It didn’t. The building was pulverised into fine dust and small debris. How did that happen to the top half of the building from a structural failure in the bottom half of the building?
Potential whys, off the top of my head in 20s: higher death toll, more psychological impact, deeper and longer lasting political reverberations, additional leverage with international allies, destruction of event evidence, destruction of other materials on sites, replacement insurance pay out,…
Looks like aklanders might have themselves a waterfront.
http://eyeonauckland.com/2011/08/karanga-plaza/
Looks nice.
Wow. Having grown up in Auckland I’m quite shocked to see something good happen there.
Iceland Revolution Project – Interview with Birgitta Jónsdóttir
I’ve decided that labour have been defeated using a rope a dope tactic,
The Govt have let them flail away fillibusting all year to prevent the vsm in the knowledge that that they could use procedure to allow the vsm to pass before the end of the cycle, (which is what we saw the other day)
All this has prevented more important and perhaps popular labour members bills from been drawn from the ballott which I suspect was the end game,
I’d have to say labour have been out manouvered on this one, or am I barking up the wrong tree?
It’s hard to know if National and Act deliberately played this out or eventually got fed up and decided to deal with it.
In any case it certainly looks like Labour out maneuvered themselves and also out maneuvered sensible democratic process.
iPredict can perhaps lend a little insight here.
When the contract for VSM passing before the election was first launched, it was up around 60%. It stayed around 40% for quite a long time, all while Labour was successfully filibustering it.
On Wednesday morning the stock spiked up from 20% to 40%, before eventually spiking around 95% prior to 2pm when parliament actually sat.

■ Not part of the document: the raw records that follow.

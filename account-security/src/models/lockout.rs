//! Failed-attempt and lockout models for the brute-force state machine.

use chrono::{DateTime, Utc};
use serde::Serialize;
use uuid::Uuid;

/// A single failed authentication attempt. Append-only; only attempts
/// inside the rolling window count toward lockout.
#[derive(Debug, Clone)]
pub struct FailedLoginAttempt {
    pub user_id: Uuid,
    pub attempted_utc: DateTime<Utc>,
}

/// A lockout record. Users accumulate these over time; an account is locked
/// iff a record exists with `locked_until` in the future.
#[derive(Debug, Clone, Serialize)]
pub struct AccountLockout {
    pub lockout_id: Uuid,
    pub user_id: Uuid,
    pub locked_until: DateTime<Utc>,
    pub reason: String,
}

impl AccountLockout {
    pub fn new(user_id: Uuid, locked_until: DateTime<Utc>, reason: impl Into<String>) -> Self {
        Self {
            lockout_id: Uuid::new_v4(),
            user_id,
            locked_until,
            reason: reason.into(),
        }
    }

    pub fn is_active(&self, now: DateTime<Utc>) -> bool {
        self.locked_until > now
    }
}

/// Result of a lockout check.
#[derive(Debug, Clone, Serialize)]
pub struct LockoutStatus {
    pub is_locked: bool,
    #[serde(skip_serializing_if = "Option::is_none")]
    pub locked_until: Option<DateTime<Utc>>,
    /// Attempts left before lockout under the currently resolved policy.
    /// None when the policy does not enable lockout.
    #[serde(skip_serializing_if = "Option::is_none")]
    pub remaining_attempts: Option<u32>,
}

impl LockoutStatus {
    pub fn unlocked(remaining_attempts: Option<u32>) -> Self {
        Self {
            is_locked: false,
            locked_until: None,
            remaining_attempts,
        }
    }

    pub fn locked(until: DateTime<Utc>) -> Self {
        Self {
            is_locked: true,
            locked_until: Some(until),
            remaining_attempts: Some(0),
        }
    }
}

/// Outcome of recording a failed attempt. `deactivate_account` tells the
/// caller to clear the account-active flag; the engine signals the side
/// effect rather than performing it (account state is owned elsewhere).
#[derive(Debug, Clone)]
pub struct FailureOutcome {
    pub attempts_in_window: u32,
    pub lockout: Option<AccountLockout>,
    pub deactivate_account: bool,
}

Clearly there was insider trading on this past Wednesday. Those same insiders may have been pumping the stock back as early as when it was first launched.
I guess the iPredict admin could probably investigate this – if the accounts involved in the recent insider trading were also the accounts that held up the price when the contract first announced, it would point towards this being the plan all along. Of course you can also just say that when they first bought up the stocks there were just hopeful of the outcome or expecting the filibuster to fail and didn’t specifically know that it would be broken in the way that it was.
iPredict is not a fair and transparent market. Sorta like the NYSE.
Isn’t it just amusing when the supposed party of free speech whines about someone exercising it?
http://tvnz.co.nz/national-news/head-student-body-urged-resign-after-abuse-4340774
He should’ve told him to “get raped”, they’re ok with that.
ACT, failing at classical liberalism since 1994.
“Whining” is also a part of free speech.
Being President of an association carries responsibilities. Acting (and posting) in a manner that reflects badly on the organisation can have consequences.
Except of course the little fact that ACT pretty much treated Alistair Thompson’s comments entirely differently, despite his position /smug
And you’ve entirely missed the point too, but that’s completely unsurprising given your extensive prior history of moronic posts.
Well, if you’re right, Pete, then there’ll be an election in a couple of months anyway.
w00t:
http://tvnz.co.nz/technology-news/nasa-finds-fresh-proof-water-mars-4340213
Not that I think such environments would be conducive to anything but extremophiles, on top of the little problem of “energy sources” required to keep cellular metabolism kicking over. This does however make terraforming possibly more viable 😛
The Solar Wind at Mars
To successfully terraform Mars you’d need to get a magnetosphere there and that’s looking problematical at best. My own guess is that you’d need to get Mars’ mass up to Earth standard or better.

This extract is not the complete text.